Extracted material below:

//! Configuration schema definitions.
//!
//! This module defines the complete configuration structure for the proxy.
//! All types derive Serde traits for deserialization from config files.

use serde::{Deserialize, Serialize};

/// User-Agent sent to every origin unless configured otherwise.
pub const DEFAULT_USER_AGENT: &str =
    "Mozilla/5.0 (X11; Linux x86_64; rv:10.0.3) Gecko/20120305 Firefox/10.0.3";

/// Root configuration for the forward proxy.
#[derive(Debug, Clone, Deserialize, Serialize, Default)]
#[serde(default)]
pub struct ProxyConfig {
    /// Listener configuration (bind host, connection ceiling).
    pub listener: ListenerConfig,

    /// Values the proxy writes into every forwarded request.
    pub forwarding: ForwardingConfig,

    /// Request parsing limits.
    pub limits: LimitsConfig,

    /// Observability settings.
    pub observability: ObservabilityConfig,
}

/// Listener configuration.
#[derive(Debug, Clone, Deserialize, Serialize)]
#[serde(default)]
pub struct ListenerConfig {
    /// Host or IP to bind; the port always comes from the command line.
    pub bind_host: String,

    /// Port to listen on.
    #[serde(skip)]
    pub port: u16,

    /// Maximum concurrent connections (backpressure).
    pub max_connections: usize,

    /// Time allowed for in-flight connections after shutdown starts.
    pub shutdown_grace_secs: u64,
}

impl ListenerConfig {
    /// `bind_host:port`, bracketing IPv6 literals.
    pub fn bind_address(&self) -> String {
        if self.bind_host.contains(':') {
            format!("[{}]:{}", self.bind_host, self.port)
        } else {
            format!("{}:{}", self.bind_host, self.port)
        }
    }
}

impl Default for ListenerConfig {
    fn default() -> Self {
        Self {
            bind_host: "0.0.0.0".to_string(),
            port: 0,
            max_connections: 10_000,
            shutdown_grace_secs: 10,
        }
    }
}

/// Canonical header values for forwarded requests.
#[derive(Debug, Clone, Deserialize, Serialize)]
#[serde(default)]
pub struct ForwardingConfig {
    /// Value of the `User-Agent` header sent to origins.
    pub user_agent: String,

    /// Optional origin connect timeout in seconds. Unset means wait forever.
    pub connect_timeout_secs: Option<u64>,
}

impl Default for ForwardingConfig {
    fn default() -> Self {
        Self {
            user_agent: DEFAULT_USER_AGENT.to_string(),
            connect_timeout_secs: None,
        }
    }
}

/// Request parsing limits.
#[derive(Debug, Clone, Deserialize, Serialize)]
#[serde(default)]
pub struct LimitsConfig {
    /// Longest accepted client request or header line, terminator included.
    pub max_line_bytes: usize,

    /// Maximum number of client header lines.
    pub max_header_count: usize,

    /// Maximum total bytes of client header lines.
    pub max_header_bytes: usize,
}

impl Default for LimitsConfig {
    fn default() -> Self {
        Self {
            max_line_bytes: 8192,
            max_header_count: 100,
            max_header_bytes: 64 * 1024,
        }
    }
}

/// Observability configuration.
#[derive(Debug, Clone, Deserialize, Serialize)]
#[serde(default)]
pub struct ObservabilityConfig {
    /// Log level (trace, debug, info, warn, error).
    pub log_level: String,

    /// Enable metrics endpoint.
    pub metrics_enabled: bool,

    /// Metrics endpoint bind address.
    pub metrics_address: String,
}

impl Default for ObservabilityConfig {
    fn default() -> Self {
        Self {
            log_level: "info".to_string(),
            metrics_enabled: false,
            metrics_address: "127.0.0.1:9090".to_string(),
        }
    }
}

End of Extracted material.

#### Instructions to follow:
Above are the entries; give them back verbatim.

#### Solved problem:
//! Configuration schema definitions.
//!
//! This module defines the complete configuration structure for the proxy.
//! All types derive Serde traits for deserialization from config files.

use serde::{Deserialize, Serialize};

/// User-Agent sent to every origin unless configured otherwise.
pub const DEFAULT_USER_AGENT: &str =
    "Mozilla/5.0 (X11; Linux x86_64; rv:10.0.3) Gecko/20120305 Firefox/10.0.3";

/// Root configuration for the forward proxy.
#[derive(Debug, Clone, Deserialize, Serialize, Default)]
#[serde(default)]
pub struct ProxyConfig {
    /// Listener configuration (bind host, connection ceiling).
    pub listener: ListenerConfig,

    /// Values the proxy writes into every forwarded request.
    pub forwarding: ForwardingConfig,

    /// Request parsing limits.
    pub limits: LimitsConfig,

    /// Observability settings.
    pub observability: ObservabilityConfig,
}

/// Listener configuration.
#[derive(Debug, Clone, Deserialize, Serialize)]
#[serde(default)]
pub struct ListenerConfig {
    /// Host or IP to bind; the port always comes from the command line.
    pub bind_host: String,

    /// Port to listen on.
    #[serde(skip)]
    pub port: u16,

    /// Maximum concurrent connections (backpressure).
    pub max_connections: usize,

    /// Time allowed for in-flight connections after shutdown starts.
    pub shutdown_grace_secs: u64,
}

impl ListenerConfig {
    /// `bind_host:port`, bracketing IPv6 literals.
    pub fn bind_address(&self) -> String {
        if self.bind_host.contains(':') {
            format!("[{}]:{}", self.bind_host, self.port)
        } else {
            format!("{}:{}", self.bind_host, self.port)
        }
    }
}

impl Default for ListenerConfig {
    fn default() -> Self {
        Self {
            bind_host: "0.0.0.0".to_string(),
            port: 0,
            max_connections: 10_000,
            shutdown_grace_secs: 10,
        }
    }
}

/// Canonical header values for forwarded requests.
#[derive(Debug, Clone, Deserialize, Serialize)]
#[serde(default)]
pub struct ForwardingConfig {
    /// Value of the `User-Agent` header sent to origins.
    pub user_agent: String,

    /// Optional origin connect timeout in seconds. Unset means wait forever.
    pub connect_timeout_secs: Option<u64>,
}

impl Default for ForwardingConfig {
    fn default() -> Self {
        Self {
            user_agent: DEFAULT_USER_AGENT.to_string(),
            connect_timeout_secs: None,
        }
    }
}

/// Request parsing limits.
#[derive(Debug, Clone, Deserialize, Serialize)]
#[serde(default)]
pub struct LimitsConfig {
    /// Longest accepted client request or header line, terminator included.
    pub max_line_bytes: usize,

    /// Maximum number of client header lines.
    pub max_header_count: usize,

    /// Maximum total bytes of client header lines.
    pub max_header_bytes: usize,
}

impl Default for LimitsConfig {
    fn default() -> Self {
        Self {
            max_line_bytes: 8192,
            max_header_count: 100,
            max_header_bytes: 64 * 1024,
        }
    }
}

/// Observability configuration.
#[derive(Debug, Clone, Deserialize, Serialize)]
#[serde(default)]
pub struct ObservabilityConfig {
    /// Log level (trace, debug, info, warn, error).
    pub log_level: String,

    /// Enable metrics endpoint.
    pub metrics_enabled: bool,

    /// Metrics endpoint bind address.
    pub metrics_address: String,
}

impl Default for ObservabilityConfig {
    fn default() -> Self {
        Self {
            log_level: "info".to_string(),
            metrics_enabled: false,
            metrics_address: "127.0.0.1:9090".to_string(),
        }
    }
}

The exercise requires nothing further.